インターバルは2〜3分を目安に。前腕ならではの「焼けるようなパンプ感」が次のセットまでに少し落ち着くくらいがベストです。頻度は週2〜3回。毎日やりたくなりますが、筋肥大には休息も必要です。
漸進性過負荷(ぜんしんせいかふか)の原則を忘れずに
同じ重さ・同じ回数では、筋肉はこれ以上成長する必要がないと判断します。少しずつでいいので、扱う重量や回数、セット数を増やしていきましょう。前腕の場合、まずは回数を増やす方向(15回→18回→20回)で対応するのが安全です。
TUT(Time Under Tension)を長く取る
動作のスピードにも気を配ってください。ダンベルを持ち上げる時も、下ろす時も、筋肉に常にテンションがかかった状態を保つこと。特に下ろす局面(エキセントリック収縮)は、ゆっくり3〜4秒かける意識です。
もっと効かせるためのプラスアルファ
ダンベルは可変式ダンベルがベスト
前腕トレーニングは、種目によって適正重量が大きく異なります。
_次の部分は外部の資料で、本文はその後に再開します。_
//! Marigold Lane Storefront - e-commerce JSON API.
//!
//! This binary serves the storefront API on port 3000.
//!
//! # Architecture
//!
//! - Axum web framework, JSON request/response only
//! - Hosted content API for the product catalog (read-only)
//! - `PostgreSQL` for everything the storefront owns: users, sessions,
//!   orders with their event logs, coupons, carts, wishlists
//! - Razorpay and PhonePe payment gateways plus cash-on-delivery
//! - SMTP (lettre) for order-confirmation email

#![cfg_attr(not(test), forbid(unsafe_code))]

use axum::extract::State;
use axum::http::StatusCode;
use axum::{Router, routing::get};

use marigold_storefront::{config, db, middleware, routes, state};

use config::StorefrontConfig;
use sentry::integrations::tracing as sentry_tracing;
use state::AppState;
use tracing_subscriber::{layer::SubscriberExt, util::SubscriberInitExt};

/// Initialize Sentry error tracking and return guard that must be kept alive.
fn init_sentry(config: &StorefrontConfig) -> Option<sentry::ClientInitGuard> {
    let dsn = config.sentry_dsn.as_ref()?;

    let guard = sentry::init((
        dsn.as_str(),
        sentry::ClientOptions {
            release: sentry::release_name!(),
            environment: config
                .sentry_environment
                .clone()
                .map(std::borrow::Cow::Owned),
            attach_stacktrace: true,
            ..Default::default()
        },
    ));

    tracing::info!("Sentry initialized");
    Some(guard)
}

/// Filter tracing events to Sentry event types.
fn sentry_event_filter(metadata: &tracing::Metadata<'_>) -> sentry_tracing::EventFilter {
    match *metadata.level() {
        tracing::Level::ERROR | tracing::Level::WARN => sentry_tracing::EventFilter::Event,
        tracing::Level::INFO | tracing::Level::DEBUG => sentry_tracing::EventFilter::Breadcrumb,
        _ => sentry_tracing::EventFilter::Ignore,
    }
}

#[tokio::main]
async fn main() {
    // Load configuration from environment (needed for Sentry init)
    let config = StorefrontConfig::from_env().expect("Failed to load configuration");

    // Initialize Sentry (must be done before tracing subscriber)
    let _sentry_guard = init_sentry(&config);

    // Initialize tracing with EnvFilter and Sentry integration
    // Defaults to info level for our crate if RUST_LOG is not set
    let env_filter = tracing_subscriber::EnvFilter::try_from_default_env()
        .unwrap_or_else(|_| "marigold_storefront=info,tower_http=debug".into());

    tracing_subscriber::registry()
        .with(env_filter)
        .with(tracing_subscriber::fmt::layer())
        .with(sentry_tracing::layer().event_filter(sentry_event_filter))
        .init();

    // Initialize database connection pool
    let pool = db::create_pool(&config.database_url)
        .await
        .expect("Failed to create database pool");
    tracing::info!("Database pool created");

    // NOTE: Migrations are NOT run automatically on startup.
    // Run them explicitly via: cargo run -p marigold-cli -- migrate

    // Build application state
    let state = AppState::new(config, pool).expect("Failed to initialize application state");

    // Create session layer
    let session_layer = middleware::create_session_layer(state.pool(), state.config());

    // Build router
    let app = Router::new()
        .route("/health", get(health))
        .route("/health/ready", get(readiness))
        .merge(routes::routes())
        .layer(session_layer)
        .layer(tower_http::trace::TraceLayer::new_for_http())
        .with_state(state.clone())
        // Sentry layers (outermost for full request coverage)
        .layer(sentry_tower::NewSentryLayer::new_from_top())
        .layer(sentry_tower::SentryHttpLayer::new().enable_transaction());

    // Start server
    let addr = state.config().socket_addr();
    tracing::info!("storefront listening on {}", addr);

    let listener = tokio::net::TcpListener::bind(addr)
        .await
        .expect("Failed to bind to address");

    axum::serve(listener, app)
        .with_graceful_shutdown(shutdown_signal())
        .await
        .expect("Server error");
}

/// Liveness health check endpoint.
///
/// Returns "ok" if the server is running. Does not check dependencies.
async fn health() -> &'static str {
    "ok"
}

/// Readiness health check endpoint.
///
/// Verifies database connectivity before returning OK.
/// Returns 503 Service Unavailable if the database is not reachable.
async fn readiness(State(state): State<AppState>) -> StatusCode {
    match sqlx::query("SELECT 1").fetch_one(state.pool()).await {
        Ok(_) => StatusCode::OK,
        Err(_) => StatusCode::SERVICE_UNAVAILABLE,
    }
}

/// Wait for shutdown signal (Ctrl+C or SIGTERM).
async fn shutdown_signal() {
    let ctrl_c = async {
        tokio::signal::ctrl_c()
            .await
            .expect("Failed to install Ctrl+C handler");
    };

    #[cfg(unix)]
    let terminate = async {
        tokio::signal::unix::signal(tokio::signal::unix::SignalKind::terminate())
            .expect("Failed to install signal handler")
            .recv()
            .await;
    };

    #[cfg(not(unix))]
    let terminate = std::future::pending::<()>();

    tokio::select! {
        () = ctrl_c => {},
        () = terminate => {},
    }

    tracing::info!("Shutdown signal received, starting graceful shutdown");
}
リストカールには5kg、リバースリストカールには3kg、というように、細かく重さを変えられる可変式ダンベルが理想です。ダイヤルを回すだけで重量変更できるタイプなら、セット間のストレスもゼロ。省スペースで自宅トレーニングに最適です。
ファットグリップで握りを太く
ダンベルのグリップ部分に装着するだけで、握りの太さが大幅にアップ。前腕屈筋群への刺激が格段に増します。特にリストカールやハンマーカールとの相性が抜群。数百円から購入できるので、試す価値は大いにあります。
ながらトレで稼ぐ
テレビを見ながら、オンライン会議の合間に、片手ずつリストカール。こうした「ついでトレ」の積み重ねが、気づけば大きな変化を生みます。前腕は回復が早い部位なので、短時間・高頻度のアプローチが意外なほど効果を発揮するんです。
安全に鍛えるために絶対守るべきこと
前腕のトレーニングは手首への負担が大きいため、無理は禁物です。
- 痛みを感じたら即中止。手首の関節に違和感がある時は決して続けない
- 重さにこだわりすぎない。まずは正しいフォームで15回しっかり動かせる重量選びを
- プレートピンチなど落下リスクのある種目は、周囲に物がない場所で行う
- トレーニング後は手首と前腕のストレッチを入念に。故障予防になります
継続こそが最大の秘密兵器
前腕は、劇的に変わるまでに時間がかかる部位です。1〜2週間では見た目の変化は感じられないかもしれません。でも、あきらめずに続ければ、必ず結果はついてきます。
「あれ?なんか腕のバランス良くなった?」
「握手した時に力強さが全然違うね」
そんな言葉をかけられる日を楽しみに、今日からダンベルで前腕を太くするトレーニング、始めてみませんか。自宅でコツコツ、たくましい腕を手に入れましょう。